TB MAY EMERGE AS AN EPIDEMIC IN PAKISTAN

KANWAL SALEEM, LAHORE
Aug 13 - 19, 2007

Poor socio-economic conditions, lack of food, nutrition and proper sanitation are causing rapid spread of the disease of tuberculosis (TB)in the third world countries and if proper measures are not adopted it may emerge as an epidemic in Pakistan as well.

These views were expressed by the Provincial Minister for Special Education

Dr Tahir Ali Javed, Chairman Standing Committee for Health Punjab Dr. Muzaffar Ali Sheikh, and Chairman Pakistan Medical Society (PMS), Dr. Masood Akhtar Sheikh at a workshop held under the auspices of Pakistan Medical Society in connection with the "future of tuberculosis in the third world countries, including Pakistan". A good number of doctors, and social and community workers attended the workshop.

''TB DOTS programme is an effective tool to stop the spread of tuberculosis in the third world countries, including Pakistan, they added.

The Minister for Special Education Dr Tahir Javed said in his speech that entire society could fell victim to this disease and it could turn into epidemic if proper measures were not adopted. In every 20 seconds one person is dying of tuberculosis, he said. According to him, awareness about the tuberculosis, improvement of the socioeconomic conditions, and in time diagnosis and treatment is necessary to control the disease.

Dr Masood Akhtar Sheikh said that under the current scenario of the third world countries, including Pakistan, DOT treatment policies and strategy is one of the best world wide, in which the cost of the diagnosis and therapeutic is borne by the government. The government is spending huge funds and providing free medicines through the outlets of the TB DOTS clinic in tertiary care hospital. Any deviation from the standard regime of the Dots may result in the emergence of the multi drug resistance (MDR) tuberculosis, he added.

Dr Muzaffar Sheikh emphasized that a comprehensive campaign need to be launched against TB. He added that the awareness about the disease is vital not only among those living in the cities and towns, but also amongst the rural population. "We must aim to eradicate the tuberculosis from the world completely," he added.

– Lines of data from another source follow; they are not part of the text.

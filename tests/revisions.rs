mod utils;

use lazypdf::{Error, ErrorKind, Mode, Resolver, XrefEntry, XrefError};
use utils::{PdfBuilder, Row};

fn init_logger() {
    let _ = env_logger::builder().is_test(true).try_init();
}

fn base(pdf: &mut PdfBuilder) {
    pdf.object(1, "<< /Type /Catalog /Pages 2 0 R >>");
    pdf.object(2, "<< /Type /Pages /Kids [] /Count 0 >>");
}

#[test]
fn newest_revision_wins() {
    init_logger();
    let mut pdf = PdfBuilder::new();
    base(&mut pdf);
    pdf.object(5, "(first)");
    pdf.object(6, "(untouched)");
    let first = pdf.xref_table("/Size 7 /Root 1 0 R /Info 6 0 R");
    pdf.startxref(first);

    pdf.object(5, "(second)");
    let second = pdf.xref_table(&format!("/Size 7 /Root 1 0 R /Prev {first}"));
    pdf.startxref(second);

    pdf.object(5, "(third)");
    let third = pdf.xref_table(&format!("/Size 7 /Root 1 0 R /Prev {second}"));
    pdf.startxref(third);

    let resolver = Resolver::load_mem(pdf.build()).unwrap();
    assert_eq!(resolver.mode(), Mode::Indexed);
    assert_eq!(resolver.resolve((5, 0)).unwrap().as_str().unwrap(), b"third");
    assert_eq!(resolver.resolve((6, 0)).unwrap().as_str().unwrap(), b"untouched");
    assert!(resolver.trailer().has(b"Info"));
    assert!(resolver.diagnostics().is_empty());
}

#[test]
fn middle_revision_survives_a_later_update() {
    init_logger();
    let mut pdf = PdfBuilder::new();
    base(&mut pdf);
    pdf.object(5, "(rev1)");
    let first = pdf.xref_table("/Size 6 /Root 1 0 R");
    pdf.startxref(first);

    pdf.object(7, "(rev2)");
    let second = pdf.xref_table(&format!("/Size 8 /Root 1 0 R /Prev {first}"));
    pdf.startxref(second);

    pdf.object(5, "(rev3)");
    let third = pdf.xref_table(&format!("/Size 8 /Root 1 0 R /Prev {second}"));
    pdf.startxref(third);

    let resolver = Resolver::load_mem(pdf.build()).unwrap();
    assert_eq!(resolver.mode(), Mode::Indexed);
    assert_eq!(resolver.resolve((7, 0)).unwrap().as_str().unwrap(), b"rev2");
    assert_eq!(resolver.resolve((5, 0)).unwrap().as_str().unwrap(), b"rev3");
    assert_eq!(resolver.xref().get(7), Some(&XrefEntry::InUse { offset: pdf.offset(7), generation: 0 }));
    assert!(resolver.diagnostics().is_empty());
}

#[test]
fn object_freed_by_a_later_revision() {
    init_logger();
    let mut pdf = PdfBuilder::new();
    base(&mut pdf);
    pdf.object(5, "(doomed)");
    let first = pdf.xref_table("/Size 6 /Root 1 0 R");
    pdf.startxref(first);

    let second = pdf.len();
    pdf.raw(format!("xref\n5 1\n0000000000 00001 f\r\ntrailer\n<< /Size 6 /Root 1 0 R /Prev {first} >>\n").as_bytes());
    pdf.startxref(second);

    let resolver = Resolver::load_mem(pdf.build()).unwrap();
    assert_eq!(resolver.xref().get(5), Some(&XrefEntry::Free { next: 0, generation: 1 }));
    let err = resolver.resolve((5, 0)).unwrap_err();
    assert!(matches!(err, Error::FreeObject((5, 0))));
    assert_eq!(err.kind(), ErrorKind::Generic);
    // Free entries are not part of the object walk.
    assert_eq!(resolver.objects().count(), 2);
}

#[test]
fn hybrid_file_reads_the_cross_reference_stream() {
    init_logger();
    let mut pdf = PdfBuilder::new();
    let stream = pdf.xref_stream(9, &[(8, Row::Compressed { container: 7, index: 0 })], "");
    base(&mut pdf);
    pdf.object_stream(7, &[(8, "(only in the stream)")]);
    let table = pdf.xref_table(&format!("/Size 10 /Root 1 0 R /XRefStm {stream}"));
    pdf.startxref(table);

    let resolver = Resolver::load_mem(pdf.build()).unwrap();
    assert_eq!(resolver.resolve((8, 0)).unwrap().as_str().unwrap(), b"only in the stream");
    assert!(!resolver.trailer().has(b"XRefStm"));
}

#[test]
fn prev_cycle_is_fatal() {
    init_logger();
    let mut pdf = PdfBuilder::new();
    base(&mut pdf);
    let first = pdf.len();
    let second_guess = {
        // The second table points back at the first, which points at the second.
        let mut sizing = PdfBuilder::new();
        base(&mut sizing);
        sizing.xref_table("/Size 3 /Root 1 0 R /Prev 0000000000");
        sizing.len()
    };
    pdf.xref_table(&format!("/Size 3 /Root 1 0 R /Prev {second_guess:010}"));
    assert_eq!(pdf.len(), second_guess);
    let second = pdf.xref_table(&format!("/Size 3 /Root 1 0 R /Prev {first:010}"));
    pdf.startxref(second);

    let err = Resolver::load_mem(pdf.build()).err().unwrap();
    assert!(matches!(err, Error::Xref(XrefError::Cycle(offset)) if offset == second));
    assert_eq!(err.kind(), ErrorKind::Syntax);
}

#[test]
fn undersized_trailer_is_tolerated() {
    init_logger();
    let mut pdf = PdfBuilder::new();
    base(&mut pdf);
    pdf.object(9, "(beyond /Size)");
    let table = pdf.xref_table("/Size 3 /Root 1 0 R");
    pdf.startxref(table);

    let resolver = Resolver::load_mem(pdf.build()).unwrap();
    assert_eq!(resolver.resolve((9, 0)).unwrap().as_str().unwrap(), b"beyond /Size");
}
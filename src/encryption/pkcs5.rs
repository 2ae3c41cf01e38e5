use log::warn;

/// Strip PKCS#5 padding (RFC 2898) from decrypted AES data.
///
/// A pad consists of `n` bytes of value `n`, 1 <= n <= 16. Data whose tail is not a valid pad
/// is returned unchanged, since files with broken padding are common.
pub fn unpad(data: &[u8]) -> &[u8] {
    let Some(&n) = data.last() else {
        return data;
    };
    let n = n as usize;
    if (1..=16).contains(&n) && n <= data.len() && data[data.len() - n..].iter().all(|&v| v as usize == n) {
        return &data[..data.len() - n];
    }
    warn!("invalid PKCS#5 padding byte {:#04x}, keeping decrypted data as is", n);
    data
}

The workshop concluded with the consensus that the supervised treatment of tuberculosis under the umbrella of the DOTS will result in 100 % curative response in the public. This will help improve the health status of the general public at large.

It may be mentioned that the UN World Health Organization (WHO) and the Stop TB Partnership have launched a $2.15 billion two-year programme to save over 100,000 lives.

The new initiative lays out steps to prevent, treat and control drug-resistant tuberculosis (XDR-TB) and multi-drug-resistant tuberculosis (MDR-TB). If fully implemented, the plan, which sets out measures to allow laboratories in countries with high levels of the disease to increase their detection of MDR-TB cases, will lead to a ten-fold surge in the number of XDR-TB and MDR-TB patients who will be treated and cured under WHO guidelines. The program also underscores the urgency with which basic tuberculosis control and investment in crucial areas such as bolstering diagnostic laboratories, increasing infection control and surveillance and tepping up funding for research are needed.

According to a message received here, WHO Director-General Margaret Chan said that XDR-TB is a threat to the security and stability of global health.

This response plan identifies costs, milestones and priorities for health services that will continue to have an impact beyond its two-year time line, he added.

According to sources, the plan, called the Global MDR-TB and XDR-TB Response Plan 2007-2008, also jumpstarts efforts towards reaching a 2015 goal of providing access to drugs and testing to all patients affected by these two disease types, potentially rescuing the lives of 1.2 million people. XDR-TB first came to the world's attention in March 2006 when researchers reported that emerging global threat posed by highly-resistant strains of the disease, and six months later, there was a spate of cases resulting in over 50 deaths of "virtually untreatable" cases in an area of South Africa with a high prevalence of HIV.